Abrazando el clasicismo con la seguridad que sólo confiere un gusto afinado en la más estricta contemporaneidad, Christopher Bailey acaba de entregar en la semana de la moda masculina de Milán otra de sus logradas colecciones para Burberry Prorsum.
El gentleman inglés aparece aquí reformulado en siluetas súper estilizadas gracias a trajes entallados, elegantes abrigos Chesterfield y otras piezas de sastrería concebidas para el joven caballero urbanita. Los volúmenes (y una controlada osadía cromática) aparecen en gabardinas oversize y chaquetones cortos acolchados con rayas tipo college, mientras las bomber cortas, ceñidas y con cuello chimenea aportan un punto de chulería indispensable a esta rigurosa celebración del estilo british.
El hombre de Burberry, en cualquier caso, no teme a la ternura de los estampados de búhos y zorros dibujados en sus jerséis de lana ni a la sutil decadencia de los cuellos abiertos y caídos.

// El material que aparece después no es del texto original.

//! Domain objects for the DNS, DHCP and IPAM resource families.
//!
//! # Design
//! These types mirror the appliance's wire schema but are defined
//! independently of the mock-server crate; the integration tests catch any
//! drift between the two. Optional wire fields are `Option` and are omitted
//! from request bodies when unset. DNS records are the exception: the wire
//! shape is flat, while [`DnsRecord`] carries its target in [`RecordData`] so
//! exactly one target exists and it always matches the record type.

use std::fmt;

use serde::{Deserialize, Serialize};

use crate::error::{Error, Result};

/// Opaque, self-describing object reference assigned by the appliance.
///
/// Shaped `type/opaque-id:qualifier/scope`, e.g.
/// `record:a/Z1:web.example.com/default`.
#[derive(Debug, Clone, PartialEq, Eq, Hash, Serialize, Deserialize)]
#[serde(transparent)]
pub struct ObjectRef(String);

impl ObjectRef {
    pub fn new(reference: impl Into<String>) -> Self {
        Self(reference.into())
    }

    pub fn as_str(&self) -> &str {
        &self.0
    }

    /// Resource type embedded in the reference (`record:a`, `network`, ...).
    pub fn object_type(&self) -> &str {
        self.0.split('/').next().unwrap_or_default()
    }
}

impl fmt::Display for ObjectRef {
    fn fmt(&self, f: &mut fmt::Formatter<'_>) -> fmt::Result {
        f.write_str(&self.0)
    }
}

impl AsRef<str> for ObjectRef {
    fn as_ref(&self) -> &str {
        &self.0
    }
}

impl From<&str> for ObjectRef {
    fn from(value: &str) -> Self {
        Self::new(value)
    }
}

impl From<String> for ObjectRef {
    fn from(value: String) -> Self {
        Self(value)
    }
}

/// DNS record types served by the appliance.
#[derive(Debug, Clone, Copy, PartialEq, Eq, Hash, Serialize, Deserialize)]
#[serde(rename_all = "UPPERCASE")]
pub enum RecordType {
    A,
    Aaaa,
    Cname,
    Ptr,
}

impl RecordType {
    /// WAPI resource path for this record type.
    pub fn endpoint(&self) -> &'static str {
        match self {
            RecordType::A => "record:a",
            RecordType::Aaaa => "record:aaaa",
            RecordType::Cname => "record:cname",
            RecordType::Ptr => "record:ptr",
        }
    }
}

impl fmt::Display for RecordType {
    fn fmt(&self, f: &mut fmt::Formatter<'_>) -> fmt::Result {
        let name = match self {
            RecordType::A => "A",
            RecordType::Aaaa => "AAAA",
            RecordType::Cname => "CNAME",
            RecordType::Ptr => "PTR",
        };
        f.write_str(name)
    }
}

/// Type-specific payload of a DNS record.
#[derive(Debug, Clone, PartialEq, Eq)]
pub enum RecordData {
    A { ipv4addr: String },
    Aaaa { ipv6addr: String },
    Cname { canonical: String },
    /// Reverse mapping from `ipv4addr` to `ptrdname`.
    Ptr { ipv4addr: String, ptrdname: String },
}

impl RecordData {
    pub fn record_type(&self) -> RecordType {
        match self {
            RecordData::A { .. } => RecordType::A,
            RecordData::Aaaa { .. } => RecordType::Aaaa,
            RecordData::Cname { .. } => RecordType::Cname,
            RecordData::Ptr { .. } => RecordType::Ptr,
        }
    }

    /// Address, canonical name or PTR domain name, depending on the type.
    pub fn target(&self) -> &str {
        match self {
            RecordData::A { ipv4addr } => ipv4addr,
            RecordData::Aaaa { ipv6addr } => ipv6addr,
            RecordData::Cname { canonical } => canonical,
            RecordData::Ptr { ptrdname, .. } => ptrdname,
        }
    }
}

/// A DNS record of any supported type.
#[derive(Debug, Clone, PartialEq, Eq)]
pub struct DnsRecord {
    /// Owner name. PTR records are addressed by their IP and may omit it.
    pub name: Option<String>,
    pub data: RecordData,
    pub comment: Option<String>,
    pub ttl: Option<u32>,
    pub reference: Option<ObjectRef>,
}

impl DnsRecord {
    pub fn new(name: Option<String>, data: RecordData) -> Self {
        Self {
            name,
            data,
            comment: None,
            ttl: None,
            reference: None,
        }
    }

    pub fn record_type(&self) -> RecordType {
        self.data.record_type()
    }

    pub fn target(&self) -> &str {
        self.data.target()
    }

    pub fn to_wire(&self) -> WireDnsRecord {
        let mut wire = WireDnsRecord {
            name: self.name.clone(),
            comment: self.comment.clone(),
            ttl: self.ttl,
            reference: self.reference.clone(),
            ..WireDnsRecord::default()
        };
        match &self.data {
            RecordData::A { ipv4addr } => wire.ipv4addr = Some(ipv4addr.clone()),
            RecordData::Aaaa { ipv6addr } => wire.ipv6addr = Some(ipv6addr.clone()),
            RecordData::Cname { canonical } => wire.canonical = Some(canonical.clone()),
            RecordData::Ptr { ipv4addr, ptrdname } => {
                wire.ipv4addr = Some(ipv4addr.clone());
                wire.ptrdname = Some(ptrdname.clone());
            }
        }
        wire
    }

    /// Interpret a flat wire record fetched from the `record_type` endpoint.
    pub fn from_wire(record_type: RecordType, wire: WireDnsRecord) -> Result<Self> {
        fn required(field: Option<String>, name: &str, record_type: RecordType) -> Result<String> {
            field.ok_or_else(|| {
                Error::Deserialization(format!("{record_type} record is missing `{name}`"))
            })
        }

        let data = match record_type {
            RecordType::A => RecordData::A {
                ipv4addr: required(wire.ipv4addr, "ipv4addr", record_type)?,
            },
            RecordType::Aaaa => RecordData::Aaaa {
                ipv6addr: required(wire.ipv6addr, "ipv6addr", record_type)?,
            },
            RecordType::Cname => RecordData::Cname {
                canonical: required(wire.canonical, "canonical", record_type)?,
            },
            RecordType::Ptr => RecordData::Ptr {
                ipv4addr: required(wire.ipv4addr, "ipv4addr", record_type)?,
                ptrdname: required(wire.ptrdname, "ptrdname", record_type)?,
            },
        };
        Ok(Self {
            name: wire.name,
            data,
            comment: wire.comment,
            ttl: wire.ttl,
            reference: wire.reference,
        })
    }
}

/// Flat JSON shape shared by every `record:*` endpoint.
#[derive(Debug, Clone, Default, PartialEq, Eq, Serialize, Deserialize)]
pub struct WireDnsRecord {
    #[serde(rename = "_ref", default, skip_serializing_if = "Option::is_none")]
    pub reference: Option<ObjectRef>,
    #[serde(default, skip_serializing_if = "Option::is_none")]
    pub name: Option<String>,
    #[serde(default, skip_serializing_if = "Option::is_none")]
    pub ipv4addr: Option<String>,
    #[serde(default, skip_serializing_if = "Option::is_none")]
    pub ipv6addr: Option<String>,
    #[serde(default, skip_serializing_if = "Option::is_none")]
    pub canonical: Option<String>,
    #[serde(default, skip_serializing_if = "Option::is_none")]
    pub ptrdname: Option<String>,
    #[serde(default, skip_serializing_if = "Option::is_none")]
    pub comment: Option<String>,
    #[serde(default, skip_serializing_if = "Option::is_none")]
    pub ttl: Option<u32>,
}

/// A network as seen by the DHCP manager.
#[derive(Debug, Clone, PartialEq, Eq, Serialize, Deserialize)]
pub struct DhcpNetwork {
    #[serde(rename = "_ref", default, skip_serializing_if = "Option::is_none")]
    pub reference: Option<ObjectRef>,
    /// CIDR, e.g. `192.168.1.0/24`.
    pub network: String,
    #[serde(default, skip_serializing_if = "Option::is_none")]
    pub comment: Option<String>,
}

/// A dynamic address pool inside a network.
#[derive(Debug, Clone, PartialEq, Eq, Serialize, Deserialize)]
pub struct DhcpRange {
    #[serde(rename = "_ref", default, skip_serializing_if = "Option::is_none")]
    pub reference: Option<ObjectRef>,
    pub start_ip: String,
    pub end_ip: String,
    /// Parent network CIDR.
    pub network: String,
    #[serde(default, skip_serializing_if = "Option::is_none")]
    pub comment: Option<String>,
}

/// A fixed address binding a MAC to an IP.
#[derive(Debug, Clone, PartialEq, Eq, Serialize, Deserialize)]
pub struct DhcpReservation {
    #[serde(rename = "_ref", default, skip_serializing_if = "Option::is_none")]
    pub reference: Option<ObjectRef>,
    pub ipv4addr: String,
    pub mac: String,
    #[serde(default, skip_serializing_if = "Option::is_none")]
    pub name: Option<String>,
    #[serde(default, skip_serializing_if = "Option::is_none")]
    pub comment: Option<String>,
}

/// A network as seen by the IPAM manager.
#[derive(Debug, Clone, PartialEq, Eq, Serialize, Deserialize)]
pub struct IpamNetwork {
    #[serde(rename = "_ref", default, skip_serializing_if = "Option::is_none")]
    pub reference: Option<ObjectRef>,
    pub network: String,
    #[serde(default, skip_serializing_if = "Option::is_none")]
    pub comment: Option<String>,
}

/// Allocation state of a single address.
#[derive(Debug, Clone, Copy, PartialEq, Eq, Serialize, Deserialize)]
#[serde(rename_all = "UPPERCASE")]
pub enum IpStatus {
    Used,
    Available,
    Reserved,
    #[serde(other)]
    Unknown,
}

/// An IPAM allocation record, keyed by address.
#[derive(Debug, Clone, PartialEq, Eq, Serialize, Deserialize)]
pub struct IpAllocation {
    #[serde(rename = "_ref", default, skip_serializing_if = "Option::is_none")]
    pub reference: Option<ObjectRef>,
    pub ipv4addr: String,
    pub network: String,
    pub status: IpStatus,
    #[serde(default)]
    pub names: Vec<String>,
    #[serde(default, skip_serializing_if = "Option::is_none")]
    pub comment: Option<String>,
}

Ahí están los complementos suntuosos para anclar su estética a la más atemporal aristocracia: paraguas con empuñadura de resina en forma de cabeza de animal, bolsones de ante, gorras de campo en tweed texturizado, bufandas de cashmere ultraligero y bluchers ultraortodoxos.
La destreza de Bailey consigue incluso aligerar modelos a priori tan rancios como los trajes de terciopelo, y recurre con buen ojo a tonos como el bronce, el burdeos, el azul tinta o el verde oliva, animando un universo cromático estrictamente viril para un solemne invierno del 2013.